In the 2nd scenario, the observed variables included in the MLR model analysis were the existences of crop and timber plantation, the existences of road network, the spatial plans at national, province, and district level. The result of likelihood ratio tests for each observed variable done in MLR model analysis show that all observed variables may be considered as significant variables of land use change in Siak District and would be included into the final model. The two tests for final model which have been conducted, likelihood ratio test for the final model and pseudo r-squared, indicate that the final model of land use change in

Siak District is a good model that can explain most of the variability of land use change in the research site. However, similar with the 1st scenario, the statistical properties produced from model validation show that the final model could not fit the actual spatial data layers into the actual condition of land use change 2005 – 2008.

The two scenarios done in statistical MLR model indicate the land use change models which have been developed are adequate models which can explain many variability of the land use transitions. However, the model validations which have been conducted spatially indicate the final model could not fit the actual spatial data layers into the actual condition of land use change 2005 – 2008. This result may be caused by the nature of MLR model as generalized logistic regression model which forces every land use transitions to be driven by all significant parameters that have been determined, while in the real world each land use transition probably has unique combination of parameters which drive each land use transition.

By considering the research findings on the performance of MLR model in this research, the binary logistic regression would like to be recommended for the future research in order to develop the adequate land use change model which is good statistically and spatially. The binary logistic regression would find the best fit model for each land use transition individually by considering unique combination of parameters of each land use transition which involve into its model. Hopefully, the binary logistic regression may produce the conditional probability maps of land use transitions which can cover the whole area or most of the research area, increase the probability values for each projected land use transition, and also narrow the range and data distribution of the probability values of each projected land use transition compared to its actual land use transition.

Another issue considered in this research is about the effects of the predictor variables/parameters of MLR model on the dependent variable which can only be interpreted for direct effects on the dependent variable when the other predictor variables are held constant. Millington et al. (2007) proposed Hierarchical Partitioning (HP) method might be chosen to address that issue. Hopefully, HP can observe the effects of the predictor variables/parameters to the land use change, both independently and in conjunction with all other variables.

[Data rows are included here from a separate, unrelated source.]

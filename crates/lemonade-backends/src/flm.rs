//! FastFlowLM adapter.
//!
//! FLM brings its own CLI for model management (`flm pull` / `flm list` /
//! `flm remove`), so this adapter only has to install the CLI, spawn
//! `flm serve`, and forward OpenAI-shaped requests.

use std::path::PathBuf;
use std::time::Duration;

use async_trait::async_trait;
use serde_json::Value;

use lemonade_client::{ManagedProcess, SpawnOptions};
use lemonade_core::model::{ModelDescriptor, Recipe};
use lemonade_core::{paths, Error, Result, SharedTelemetry};

use crate::backend::{
    BackendProcess, CompletionBackend, LoadOptions, WrappedBackend, INFERENCE_TIMEOUT,
};
use crate::install;

const DEFAULT_VERSION: &str = "0.9.12";
const READY_TIMEOUT: Duration = Duration::from_secs(300);
const READY_POLL: Duration = Duration::from_millis(250);
const PORT_HINT: u16 = 8201;

pub struct FlmBackend {
    process: BackendProcess,
}

impl FlmBackend {
    pub fn new() -> Self {
        Self {
            process: BackendProcess::new("flm"),
        }
    }

    async fn resolve_executable(&self) -> Result<PathBuf> {
        if let Some(path) = install::env_override("LEMONADE_FLM_BIN") {
            return Ok(path);
        }
        if let Some(path) = paths::find_flm_executable() {
            return Ok(path);
        }
        let version = install::pinned_version("flm", DEFAULT_VERSION);
        let url = format!(
            "https://github.com/FastFlowLM/FastFlowLM/releases/download/v{version}/flm-{}-x64.zip",
            if cfg!(windows) { "win" } else { "linux" }
        );
        let exe = if cfg!(windows) { "flm.exe" } else { "flm" };
        install::ensure_archive_installed(self.process.client(), "flm", &version, &url, exe).await
    }
}

impl Default for FlmBackend {
    fn default() -> Self {
        Self::new()
    }
}

#[async_trait]
impl WrappedBackend for FlmBackend {
    fn name(&self) -> &str {
        "flm"
    }

    fn recipe(&self) -> Recipe {
        Recipe::Flm
    }

    async fn install(&self) -> Result<()> {
        self.resolve_executable().await.map(|_| ())
    }

    async fn load(&mut self, descriptor: &ModelDescriptor, _options: &LoadOptions) -> Result<()> {
        let exe = self.resolve_executable().await?;
        if descriptor.checkpoint.is_empty() {
            return Err(Error::validation(format!(
                "FLM model {} has no checkpoint",
                descriptor.name
            )));
        }
        let port = self.process.choose_port(PORT_HINT)?;

        let args: Vec<String> = vec![
            "serve".into(),
            descriptor.checkpoint.clone(),
            "--port".into(),
            port.to_string(),
        ];
        let process = ManagedProcess::spawn(&exe, &args, SpawnOptions::default())?;
        self.process.set_process(process);

        self.process
            .wait_for_ready("/v1/models", READY_TIMEOUT, READY_POLL)
            .await
    }

    async fn unload(&self) {
        self.process.stop().await;
    }

    fn base_url(&self) -> Option<String> {
        Some(self.process.base_url())
    }

    fn telemetry(&self) -> SharedTelemetry {
        self.process.telemetry()
    }

    async fn is_running(&self) -> bool {
        self.process.is_running().await
    }

    fn as_completion(&self) -> Option<&dyn CompletionBackend> {
        Some(self)
    }
}

#[async_trait]
impl CompletionBackend for FlmBackend {
    async fn chat_completion(&self, request: &Value) -> Result<Value> {
        self.process
            .forward_request("/v1/chat/completions", request, INFERENCE_TIMEOUT)
            .await
    }

    async fn completion(&self, request: &Value) -> Result<Value> {
        self.process
            .forward_request("/v1/completions", request, INFERENCE_TIMEOUT)
            .await
    }
}
//! Backend executable installation.
//!
//! Backend binaries are downloaded on demand into
//! `{cache}/bin/{backend}/{version}/`, pinned to the version named in
//! `resources/backend_versions.json`. A `LEMONADE_*_BIN` environment
//! variable short-circuits the whole mechanism and points at a
//! developer-local build.

use std::collections::HashMap;
use std::path::{Path, PathBuf};

use serde_json::Value;

use lemonade_client::{DownloadOptions, HttpClient};
use lemonade_core::{paths, Error, Result};

/// Pinned version for `backend`, falling back to `default` when the
/// manifest is missing or silent.
pub fn pinned_version(backend: &str, default: &str) -> String {
    let path = paths::resource_path("resources/backend_versions.json");
    match std::fs::read_to_string(&path) {
        Ok(data) => serde_json::from_str::<Value>(&data)
            .ok()
            .and_then(|v| v.get(backend).and_then(Value::as_str).map(String::from))
            .unwrap_or_else(|| default.to_string()),
        Err(e) => {
            tracing::warn!(
                "could not load backend_versions.json ({e}); using default {backend} version {default}"
            );
            default.to_string()
        }
    }
}

/// Developer override: `LEMONADE_<NAME>_BIN` pointing at a local binary.
pub fn env_override(var: &str) -> Option<PathBuf> {
    let value = std::env::var(var).ok()?;
    let path = PathBuf::from(value);
    if path.is_file() {
        Some(path)
    } else {
        tracing::warn!("{var} is set but does not point at a file; ignoring");
        None
    }
}

/// Install directory for one backend version.
pub fn install_dir(backend: &str, version: &str) -> PathBuf {
    paths::downloaded_bin_dir().join(backend).join(version)
}

/// Ensure `exe_relative` exists under the backend's install dir, downloading
/// and extracting `archive_url` if it does not.
pub async fn ensure_archive_installed(
    client: &HttpClient,
    backend: &str,
    version: &str,
    archive_url: &str,
    exe_relative: &str,
) -> Result<PathBuf> {
    let dir = install_dir(backend, version);
    let exe = dir.join(exe_relative);
    if exe.is_file() {
        return Ok(exe);
    }

    tracing::info!("installing {backend} {version} from {archive_url}");
    std::fs::create_dir_all(&dir)?;

    let archive_name = archive_url
        .rsplit('/')
        .next()
        .unwrap_or("backend-archive.zip");
    let archive_path = dir.join(archive_name);

    client
        .download_file(
            archive_url,
            &archive_path,
            None,
            &HashMap::new(),
            &DownloadOptions::default(),
        )
        .await?;

    extract_archive(&archive_path, &dir).await?;
    let _ = std::fs::remove_file(&archive_path);

    if exe.is_file() {
        tracing::info!("{backend} installed at {}", exe.display());
        Ok(exe)
    } else {
        Err(Error::config(format!(
            "{backend} archive did not contain expected executable {exe_relative}"
        )))
    }
}

/// Extract a release archive by shelling out to the platform's tools.
pub async fn extract_archive(archive: &Path, dest: &Path) -> Result<()> {
    let name = archive.to_string_lossy().to_lowercase();
    let (program, args): (&str, Vec<String>) = if name.ends_with(".tar.gz") || name.ends_with(".tgz")
    {
        (
            "tar",
            vec![
                "-xzf".into(),
                archive.display().to_string(),
                "-C".into(),
                dest.display().to_string(),
            ],
        )
    } else if cfg!(windows) {
        // tar handles zip archives on Windows 10 1903+.
        (
            "tar",
            vec![
                "-xf".into(),
                archive.display().to_string(),
                "-C".into(),
                dest.display().to_string(),
            ],
        )
    } else {
        (
            "unzip",
            vec![
                "-o".into(),
                archive.display().to_string(),
                "-d".into(),
                dest.display().to_string(),
            ],
        )
    };

    let exit = lemonade_client::run_with_output(program, &args, |_| true).await?;
    if exit != 0 {
        return Err(Error::process(format!(
            "extraction of {} failed with exit code {exit}",
            archive.display()
        )));
    }
    Ok(())
}

#[cfg(test)]
mod tests {
    use super::*;

    #[test]
    fn test_pinned_version_falls_back() {
        // No resources/ directory in the unit-test working dir.
        let version = pinned_version("definitely-not-a-backend", "v1.2.3");
        assert_eq!(version, "v1.2.3");
    }

    #[test]
    fn test_install_dir_shape() {
        let dir = install_dir("llamacpp", "b4821");
        assert!(dir.ends_with("bin/llamacpp/b4821"));
    }
}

Based on the land use change scheme 2002 – 2008, the situation that should be highlighted and considered by Siak District is the increasing of deforestation probability as one of major land use transitions during 2002 – 2008. This situation was getting bad, since the reforestation was not done significantly and was not also visible as major land use transitions according to the land use change scheme 2005 – 2008. If this situation continues, it is not impossible that the Forest land in Siak District, which the majority is Peatland Forest, will continue to decline and probably in the future will be exhausted and will be replaced by Cropland as the most increasing land use category during 2002 – 2008. Synchronized spatial plans among different administrative levels (national, province, and district) may prevent the undesirable land use change and furthermore may support the sustainable natural resources management in Siak District.